UPAYA pemulihan ekonomi daerah dari pandemi Covid-19 terus dilakukan oleh seluruh pemerintah provinsi, kota dan kabupaten di Indonesia.
Salah satu strateginya adalah dengan meningkatkan realisasi belanja untuk meningkatkan perputaran uang yang ada di daerah, baik belanja barang, modal ataupun belanja bantuan sosial.
Namun, kondisi kontras terjadi pada praktiknya. Kenyataanya banyak pemerintah daerah yang realisasi belanjanya dikategorikan masih cukup rendah.
Realisasi belanja Anggaran Pendapatan dan Belanja Daerah (APBD) selama tahun 2022 per Agustus, yang tercatat oleh Kementerian Keuangan sebesar Rp 450,4 triliun atau baru mencapai 37,51ri keseluruhan belanja daerah.

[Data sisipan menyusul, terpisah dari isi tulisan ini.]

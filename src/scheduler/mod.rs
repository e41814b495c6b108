//! scheduler
//!
//! Unattended commit/push cycles, one recurring timer per repository.
//!
//! # Design
//!
//! The firing logic is a pure function, [`decide`]: given a status
//! snapshot, the repository configuration and the current time it yields a
//! [`CycleAction`] — skip, commit, or commit-and-push. The timer task is a
//! thin driver around it, so the interesting behavior is unit-testable
//! without real timers or a real clock.
//!
//! # Failure isolation
//!
//! Every error inside a cycle is caught and logged by the task loop; a
//! transient push failure never disables subsequent firings. Nothing from
//! a background cycle ever propagates to a foreground caller.
//!
//! # Cancellation
//!
//! [`SchedulerHandle::stop`] signals shutdown and aborts the task. The
//! registry stops a repository's handle before discarding the instance, so
//! a fired timer can never reference an unregistered folder id; registry
//! teardown stops every handle unconditionally.

use std::sync::Arc;
use std::time::Duration;

use chrono::{DateTime, SecondsFormat, Utc};
use tokio::sync::oneshot;
use tokio::task::JoinHandle;
use tokio::time::MissedTickBehavior;
use tracing::{debug, warn};

use crate::core::config::RepoConfig;
use crate::credentials::CredentialSetup;
use crate::git::RepoStatus;
use crate::registry::{RegistryError, RepoInstance};

/// Substitution token in commit message templates.
const DATE_TOKEN: &str = "{{date}}";

/// What one auto-commit firing should do.
#[derive(Debug, Clone, PartialEq, Eq)]
pub enum CycleAction {
    /// Nothing pending; no commit, no push.
    Skip,
    /// Stage everything and commit with the given message.
    Commit {
        /// Rendered commit message.
        message: String,
    },
    /// Stage, commit, then push.
    CommitAndPush {
        /// Rendered commit message.
        message: String,
    },
}

/// What one cycle actually did.
#[derive(Debug, Clone, Copy, PartialEq, Eq)]
pub enum CycleOutcome {
    /// No pending work; nothing happened.
    Skipped,
    /// A commit was created.
    Committed,
    /// A commit was created and pushed.
    Pushed,
}

/// Render a commit message template at a given instant.
///
/// `{{date}}` expands to ISO-8601 with milliseconds in UTC, e.g.
/// `2024-01-01T00:00:00.000Z`.
pub fn render_commit_message(template: &str, now: DateTime<Utc>) -> String {
    template.replace(DATE_TOKEN, &now.to_rfc3339_opts(SecondsFormat::Millis, true))
}

/// Decide what an auto-commit firing should do.
///
/// Pure: same inputs, same action. Skips when the status shows no pending
/// work of any kind (no empty commits); otherwise commits, and pushes too
/// when `auto_push` is set.
pub fn decide(status: &RepoStatus, config: &RepoConfig, now: DateTime<Utc>) -> CycleAction {
    if !status.has_pending_work() {
        return CycleAction::Skip;
    }
    let message = render_commit_message(&config.commit_message_template, now);
    if config.auto_push {
        CycleAction::CommitAndPush { message }
    } else {
        CycleAction::Commit { message }
    }
}

/// Run one complete auto-commit cycle against an instance.
///
/// Holds the instance's operation lock for the whole stage → commit →
/// push sequence so a manual operation can never interleave with it.
pub async fn run_cycle(
    instance: &RepoInstance,
    credentials: &CredentialSetup,
) -> Result<CycleOutcome, RegistryError> {
    let _guard = instance.lock_ops().await;

    let status = instance.status_unlocked().await?;
    match decide(&status, instance.config(), Utc::now()) {
        CycleAction::Skip => Ok(CycleOutcome::Skipped),
        CycleAction::Commit { message } => {
            instance.stage_all_unlocked().await?;
            instance.commit_unlocked(&message).await?;
            Ok(CycleOutcome::Committed)
        }
        CycleAction::CommitAndPush { message } => {
            instance.stage_all_unlocked().await?;
            instance.commit_unlocked(&message).await?;
            instance.push_unlocked(credentials).await?;
            Ok(CycleOutcome::Pushed)
        }
    }
}

/// Handle to one repository's recurring auto-commit task.
#[derive(Debug)]
pub struct SchedulerHandle {
    shutdown: Option<oneshot::Sender<()>>,
    task: JoinHandle<()>,
}

impl SchedulerHandle {
    /// Spawn the recurring timer for an instance.
    ///
    /// Fires every `interval_minutes × 60s`; the immediate first tick of
    /// the interval is consumed so the first real firing happens one full
    /// interval after start.
    pub fn spawn(instance: Arc<RepoInstance>, credentials: Arc<CredentialSetup>) -> Self {
        let minutes = instance.config().auto_commit_interval_minutes.max(1) as u64;
        let period = Duration::from_secs(minutes * 60);
        let (shutdown_tx, mut shutdown_rx) = oneshot::channel();

        let task = tokio::spawn(async move {
            let mut ticker = tokio::time::interval(period);
            ticker.set_missed_tick_behavior(MissedTickBehavior::Delay);
            ticker.tick().await;

            loop {
                tokio::select! {
                    _ = &mut shutdown_rx => break,
                    _ = ticker.tick() => {
                        match run_cycle(&instance, &credentials).await {
                            Ok(outcome) => {
                                debug!(
                                    folder_id = %instance.folder_id(),
                                    ?outcome,
                                    "auto-commit cycle finished"
                                );
                            }
                            Err(e) => {
                                // Logged and dropped: the next firing must
                                // still happen.
                                warn!(
                                    folder_id = %instance.folder_id(),
                                    error = %e,
                                    "auto-commit cycle failed"
                                );
                            }
                        }
                    }
                }
            }
        });

        Self {
            shutdown: Some(shutdown_tx),
            task,
        }
    }

    /// Signal shutdown and cancel the task.
    pub fn stop(mut self) {
        if let Some(tx) = self.shutdown.take() {
            let _ = tx.send(());
        }
        self.task.abort();
    }
}
impl RepoRegistry {
    /// Create an empty registry for the vault rooted at `base`.
    pub fn new(base: PathBuf, client: Arc<dyn GitClient>, credentials: CredentialSetup) -> Self {
        Self {
            paths: VaultPaths::new(base),
            client,
            credentials: Arc::new(credentials),
            instances: RwLock::new(HashMap::new()),
        }
    }

    /// Path routing for this vault.
    pub fn paths(&self) -> &VaultPaths {
        &self.paths
    }

    // Lifecycle ----------------------------------------------------------

    /// Register every configured repository.
    ///
    /// A single failure is isolated: it is logged, collected into the
    /// returned list, and the remaining repositories still initialize.
    pub async fn initialize(&self, configs: Vec<RepoConfig>) -> Vec<(String, RegistryError)> {
        let mut failures = Vec::new();
        for config in configs {
            let folder_id = config.folder_id.clone();
            if let Err(e) = self.add_repo(config).await {
                warn!(folder_id = %folder_id, error = %e, "failed to initialize repository");
                failures.push((folder_id, e));
            }
        }
        failures
    }

    /// Register one repository.
    ///
    /// Verifies the resolved directory is a valid work tree, starts the
    /// auto-commit scheduler when configured, and registers the instance.
    /// Re-adding an existing folder id replaces the prior instance,
    /// stopping its scheduler first.
    pub async fn add_repo(&self, config: RepoConfig) -> Result<Arc<RepoInstance>, RegistryError> {
        let abs_path = self.paths.resolve_absolute(&config.folder_id);
        if !self.client.is_repository(&abs_path).await {
            return Err(RegistryError::NotARepository(abs_path));
        }

        let folder_id = config.folder_id.clone();
        let auto_commit = config.auto_commit_enabled();
        let instance = Arc::new(RepoInstance::new(config, abs_path, Arc::clone(&self.client)));

        if auto_commit {
            let handle =
                SchedulerHandle::spawn(Arc::clone(&instance), Arc::clone(&self.credentials));
            instance.attach_scheduler(handle);
        }

        let displaced = self
            .instances
            .write()
            .await
            .insert(folder_id.clone(), Arc::clone(&instance));
        if let Some(old) = displaced {
            old.stop_scheduler();
        }

        debug!(folder_id = %folder_id, auto_commit, "registered repository");
        Ok(instance)
    }

    /// Deregister a repository, stopping its scheduler.
    ///
    /// On-disk repository data is untouched.
    pub async fn remove_repo(&self, folder_id: &str) -> Result<(), RegistryError> {
        let removed = self.instances.write().await.remove(folder_id);
        match removed {
            Some(instance) => {
                instance.stop_scheduler();
                debug!(folder_id = %folder_id, "removed repository");
                Ok(())
            }
            None => Err(RegistryError::RepoNotFound(folder_id.to_string())),
        }
    }

    /// Tear down the registry: stop every scheduler, discard all instances.
    pub async fn shutdown(&self) {
        let mut instances = self.instances.write().await;
        for (_, instance) in instances.drain() {
            instance.stop_scheduler();
        }
    }

    // Resolution ---------------------------------------------------------

    /// Resolve a folder id to its live instance.
    pub async fn resolve(&self, folder_id: &str) -> Result<Arc<RepoInstance>, RegistryError> {
        self.instances
            .read()
            .await
            .get(folder_id)
            .cloned()
            .ok_or_else(|| RegistryError::RepoNotFound(folder_id.to_string()))
    }

    /// All registered folder ids.
    pub async fn folder_ids(&self) -> Vec<String> {
        self.instances.read().await.keys().cloned().collect()
    }

    /// The instance owning a vault-relative file path, by longest-prefix
    /// match over registered folder ids.
    pub async fn owner_of(&self, file_path: &str) -> Option<Arc<RepoInstance>> {
        let instances = self.instances.read().await;
        let owner = VaultPaths::owner_of(instances.keys().map(String::as_str), file_path)?;
        instances.get(owner).cloned()
    }

    // Status and history -------------------------------------------------

    /// Normalized status snapshot for one repository.
    pub async fn status(&self, folder_id: &str) -> Result<RepoStatus, RegistryError> {
        Ok(self.resolve(folder_id).await?.status().await?)
    }

    /// Unified diff of one file, `--cached` scope when `staged`.
    pub async fn diff(
        &self,
        folder_id: &str,
        file: &str,
        staged: bool,
    ) -> Result<String, RegistryError> {
        Ok(self.resolve(folder_id).await?.diff(file, staged).await?)
    }

    /// Most-recent-first history, bounded by `limit`.
    pub async fn log(&self, folder_id: &str, limit: usize) -> Result<Vec<LogEntry>, RegistryError> {
        Ok(self.resolve(folder_id).await?.log(limit).await?)
    }

    /// Currently checked-out branch.
    pub async fn branch(&self, folder_id: &str) -> Result<String, RegistryError> {
        Ok(self.resolve(folder_id).await?.branch().await?)
    }

    /// All local branches.
    pub async fn branches(&self, folder_id: &str) -> Result<Vec<String>, RegistryError> {
        Ok(self.resolve(folder_id).await?.branches().await?)
    }

    // Work-tree mutations ------------------------------------------------

    /// Stage the given repository-relative paths.
    pub async fn stage(&self, folder_id: &str, files: &[String]) -> Result<(), RegistryError> {
        Ok(self.resolve(folder_id).await?.stage(files).await?)
    }

    /// Stage every change.
    pub async fn stage_all(&self, folder_id: &str) -> Result<(), RegistryError> {
        Ok(self.resolve(folder_id).await?.stage_all().await?)
    }

    /// Unstage the given paths.
    pub async fn unstage(&self, folder_id: &str, files: &[String]) -> Result<(), RegistryError> {
        Ok(self.resolve(folder_id).await?.unstage(files).await?)
    }

    /// Unstage everything.
    pub async fn unstage_all(&self, folder_id: &str) -> Result<(), RegistryError> {
        Ok(self.resolve(folder_id).await?.unstage_all().await?)
    }

    /// Hard checkout-from-HEAD of the given paths. Irreversible.
    pub async fn discard(&self, folder_id: &str, files: &[String]) -> Result<(), RegistryError> {
        Ok(self.resolve(folder_id).await?.discard(files).await?)
    }

    /// Commit currently staged content.
    ///
    /// An empty index surfaces as [`GitError::NothingToCommit`], never
    /// swallowed.
    pub async fn commit(&self, folder_id: &str, message: &str) -> Result<String, RegistryError> {
        Ok(self.resolve(folder_id).await?.commit(message).await?)
    }

    /// Check out a branch.
    pub async fn checkout(&self, folder_id: &str, branch: &str) -> Result<(), RegistryError> {
        Ok(self.resolve(folder_id).await?.checkout(branch).await?)
    }

    // Remotes and sync ---------------------------------------------------

    /// Add a remote to a registered repository.
    pub async fn add_remote(
        &self,
        folder_id: &str,
        name: &str,
        url: &str,
    ) -> Result<(), RegistryError> {
        Ok(self.resolve(folder_id).await?.add_remote(name, url).await?)
    }

    /// List the remotes of a registered repository.
    pub async fn detect_remotes(&self, folder_id: &str) -> Result<Vec<Remote>, RegistryError> {
        Ok(self.resolve(folder_id).await?.remotes().await?)
    }

    /// List the remotes of an unregistered path.
    ///
    /// Fails closed: any error, including "not a repository", yields an
    /// empty list. Used by the add-repository workflow where remote
    /// information is advisory.
    pub async fn detect_remotes_from_path(&self, abs_path: &Path) -> Vec<Remote> {
        self.client.remotes(abs_path).await.unwrap_or_default()
    }

    /// Configure credentials, then push (set-upstream on first push).
    pub async fn push(&self, folder_id: &str) -> Result<(), RegistryError> {
        self.resolve(folder_id)
            .await?
            .push(self.credentials.as_ref())
            .await
    }

    /// Configure credentials, then pull.
    pub async fn pull(&self, folder_id: &str) -> Result<(), RegistryError> {
        self.resolve(folder_id)
            .await?
            .pull(self.credentials.as_ref())
            .await
    }

    // Bootstrap (pre-registration) ---------------------------------------

    /// Initialize a new repository at an absolute path.
    ///
    /// Does not register an instance; callers `add_repo` afterwards.
    pub async fn init_repo(&self, abs_path: &Path) -> Result<(), RegistryError> {
        Ok(self.client.init(abs_path).await?)
    }

    /// Clone a repository into an absolute path.
    ///
    /// Does not register an instance; callers `add_repo` afterwards.
    pub async fn clone_repo(&self, url: &str, abs_path: &Path) -> Result<(), RegistryError> {
        Ok(self.client.clone_repo(url, abs_path).await?)
    }

    // Ignore list --------------------------------------------------------

    /// Whether the ignore file lists the path literally.
    pub async fn is_explicitly_ignored(
        &self,
        folder_id: &str,
        relative: &str,
    ) -> Result<bool, RegistryError> {
        let instance = self.resolve(folder_id).await?;
        Ok(ignore::is_explicitly_ignored(instance.abs_path(), relative)?)
    }

    /// Authoritative ignore check via the git process.
    ///
    /// Fails closed: any process failure reads as not ignored.
    pub async fn is_ignored(&self, folder_id: &str, relative: &str) -> Result<bool, RegistryError> {
        let instance = self.resolve(folder_id).await?;
        Ok(instance
            .client()
            .check_ignore(instance.abs_path(), relative)
            .await)
    }

    /// Append a path to the repository's ignore file.
    pub async fn add_to_ignore_list(
        &self,
        folder_id: &str,
        relative: &str,
    ) -> Result<(), RegistryError> {
        let instance = self.resolve(folder_id).await?;
        Ok(ignore::add_to_ignore_list(instance.abs_path(), relative)?)
    }

    /// Remove exact matches of a path from the repository's ignore file.
    pub async fn remove_from_ignore_list(
        &self,
        folder_id: &str,
        relative: &str,
    ) -> Result<(), RegistryError> {
        let instance = self.resolve(folder_id).await?;
        Ok(ignore::remove_from_ignore_list(instance.abs_path(), relative)?)
    }
}
//! forge
//!
//! Hosting-provider boundary used by the add-repository workflow.
//!
//! # Architecture
//!
//! The registry never talks to a hosting service directly; the workflow
//! that creates a remote repository and derives the credential username
//! goes through the [`HostingProvider`] trait:
//!
//! - [`GitHubProvider`]: GitHub REST implementation
//! - [`MockProvider`]: deterministic in-memory implementation for tests

pub mod github;
pub mod mock;
pub mod traits;

pub use github::GitHubProvider;
pub use mock::MockProvider;
pub use traits::{AccountInfo, CreateRepoRequest, CreatedRepo, ForgeError, HostingProvider};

Angka tersebut tentunya belum cukup memuaskan mengingat komponen belanja pemerintah daerah yang notabenenya merupakan aspek penting dalam menggerakan ekonomi daerah.
Angka realisasi yang masih rendah berdampak langsung terhadap pertumbuhan Produk Domestik Regional Bruto (PDRB) serta pembangunan di berbagai sektor pada suatu daerah.
Catatan ini menunjukkan perlunya akselerasi terhadap setiap pos belanja daerah pemerintah daerah, terutama belanja modal yang realisasinya masih 17,55 persen.
Terlebih lagi program Pemulihan Ekonomi Nasional akan berakhir pada 2022 dikarenakan tren melandainya kasus Covid-19, sehingga alokasi untuk penguatan ekonomi akan berubah.
Pemerintah perlu menguatkan daya beli dan konsumsi masyarakat dengan menggenjot belanja daerah.
Permasalahan terkait percepatan belanja daerah merupakan rangkaian situasi yang sedang dihadapi pemerintah. Belanja yang belum efisien dari tahun ke tahun disebabkan oleh beberapa faktor, salah satunya merupakan persoalan perencanaan.
Seringkali perencanaan yang telah dilakukan berbasis output, tetapi tidak sesuai dengan dinamika di lapangan.
Namun, perubahan anggaran karena keadaan bukanlah suatu masalah karena anggaran mempunyai prinsip fleksibel.
Masalah muncul ketika ada kegiatan dengan output yang benar-benar baru, maka perubahan tersebut biasanya memerlukan persetujuan legislatif.
Perubahan perencanaan yang bersifat masif ini juga cerminan masih buruknya proses perencanaan di daerah.
Polemik lainnya adalah belanja modal yang melibatkan pihak eksternal dalam pengadaannya. Sebagaimana diketahui, pengadaan barang/jasa dilakukan dengan metode lelang terhadap penyedia barang/jasa.